*Work to be completed*: Once you reach the line that holds "many messages to" in the listing below, output it and every line after it through the line that holds "filename atc-utils/src/embed.rs", word for word.

>>>>

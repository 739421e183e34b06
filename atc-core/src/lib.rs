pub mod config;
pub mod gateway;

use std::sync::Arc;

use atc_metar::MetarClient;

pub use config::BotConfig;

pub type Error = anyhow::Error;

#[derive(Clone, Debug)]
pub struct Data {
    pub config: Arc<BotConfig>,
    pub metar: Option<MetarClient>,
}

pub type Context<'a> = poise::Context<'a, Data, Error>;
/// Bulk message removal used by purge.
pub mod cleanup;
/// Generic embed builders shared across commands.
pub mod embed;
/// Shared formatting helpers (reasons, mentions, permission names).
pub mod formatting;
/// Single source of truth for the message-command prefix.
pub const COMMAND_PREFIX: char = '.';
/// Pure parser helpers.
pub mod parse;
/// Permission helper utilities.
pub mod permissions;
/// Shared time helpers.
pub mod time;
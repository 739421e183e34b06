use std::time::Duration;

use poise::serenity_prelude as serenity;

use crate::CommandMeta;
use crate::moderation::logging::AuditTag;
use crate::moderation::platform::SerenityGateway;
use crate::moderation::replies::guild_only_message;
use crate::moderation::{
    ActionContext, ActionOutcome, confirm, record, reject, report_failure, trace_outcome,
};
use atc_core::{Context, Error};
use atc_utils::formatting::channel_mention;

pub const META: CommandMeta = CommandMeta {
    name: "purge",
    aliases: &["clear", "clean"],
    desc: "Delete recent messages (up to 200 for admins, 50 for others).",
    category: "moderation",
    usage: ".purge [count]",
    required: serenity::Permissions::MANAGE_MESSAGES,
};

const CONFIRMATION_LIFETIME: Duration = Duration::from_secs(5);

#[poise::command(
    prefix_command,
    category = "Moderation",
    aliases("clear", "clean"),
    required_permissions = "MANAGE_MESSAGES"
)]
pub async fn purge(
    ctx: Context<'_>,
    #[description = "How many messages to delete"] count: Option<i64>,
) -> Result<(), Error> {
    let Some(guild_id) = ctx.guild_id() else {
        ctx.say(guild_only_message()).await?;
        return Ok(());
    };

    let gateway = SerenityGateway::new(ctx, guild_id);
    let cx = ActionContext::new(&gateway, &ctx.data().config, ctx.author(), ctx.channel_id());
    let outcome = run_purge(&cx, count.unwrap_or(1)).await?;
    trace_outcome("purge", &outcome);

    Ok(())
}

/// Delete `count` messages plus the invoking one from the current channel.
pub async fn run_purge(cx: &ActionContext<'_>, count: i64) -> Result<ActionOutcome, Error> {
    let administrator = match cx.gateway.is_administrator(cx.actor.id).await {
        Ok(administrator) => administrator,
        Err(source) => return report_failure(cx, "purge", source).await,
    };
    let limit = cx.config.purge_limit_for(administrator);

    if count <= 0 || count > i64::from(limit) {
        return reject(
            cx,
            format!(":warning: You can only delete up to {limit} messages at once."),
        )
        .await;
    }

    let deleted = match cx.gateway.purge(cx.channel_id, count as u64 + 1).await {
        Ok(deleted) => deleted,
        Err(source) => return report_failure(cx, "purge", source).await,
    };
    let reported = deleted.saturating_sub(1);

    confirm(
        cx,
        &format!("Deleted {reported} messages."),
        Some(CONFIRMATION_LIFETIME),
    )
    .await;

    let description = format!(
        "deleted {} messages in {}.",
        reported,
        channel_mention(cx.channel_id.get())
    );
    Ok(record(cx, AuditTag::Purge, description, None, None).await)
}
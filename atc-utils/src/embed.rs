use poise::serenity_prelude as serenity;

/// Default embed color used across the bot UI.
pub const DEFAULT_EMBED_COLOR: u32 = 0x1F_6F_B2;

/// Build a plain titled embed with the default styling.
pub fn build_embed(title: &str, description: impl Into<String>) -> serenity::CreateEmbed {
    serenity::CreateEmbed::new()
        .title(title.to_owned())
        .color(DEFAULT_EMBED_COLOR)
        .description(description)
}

<<<<

*The answer*:
    #[description = "How many messages to delete"] count: Option<i64>,
) -> Result<(), Error> {
    let Some(guild_id) = ctx.guild_id() else {
        ctx.say(guild_only_message()).await?;
        return Ok(());
    };

    let gateway = SerenityGateway::new(ctx, guild_id);
    let cx = ActionContext::new(&gateway, &ctx.data().config, ctx.author(), ctx.channel_id());
    let outcome = run_purge(&cx, count.unwrap_or(1)).await?;
    trace_outcome("purge", &outcome);

    Ok(())
}

/// Delete `count` messages plus the invoking one from the current channel.
pub async fn run_purge(cx: &ActionContext<'_>, count: i64) -> Result<ActionOutcome, Error> {
    let administrator = match cx.gateway.is_administrator(cx.actor.id).await {
        Ok(administrator) => administrator,
        Err(source) => return report_failure(cx, "purge", source).await,
    };
    let limit = cx.config.purge_limit_for(administrator);

    if count <= 0 || count > i64::from(limit) {
        return reject(
            cx,
            format!(":warning: You can only delete up to {limit} messages at once."),
        )
        .await;
    }

    let deleted = match cx.gateway.purge(cx.channel_id, count as u64 + 1).await {
        Ok(deleted) => deleted,
        Err(source) => return report_failure(cx, "purge", source).await,
    };
    let reported = deleted.saturating_sub(1);

    confirm(
        cx,
        &format!("Deleted {reported} messages."),
        Some(CONFIRMATION_LIFETIME),
    )
    .await;

    let description = format!(
        "deleted {} messages in {}.",
        reported,
        channel_mention(cx.channel_id.get())
    );
    Ok(record(cx, AuditTag::Purge, description, None, None).await)
}
filename atc-utils/src/embed.rs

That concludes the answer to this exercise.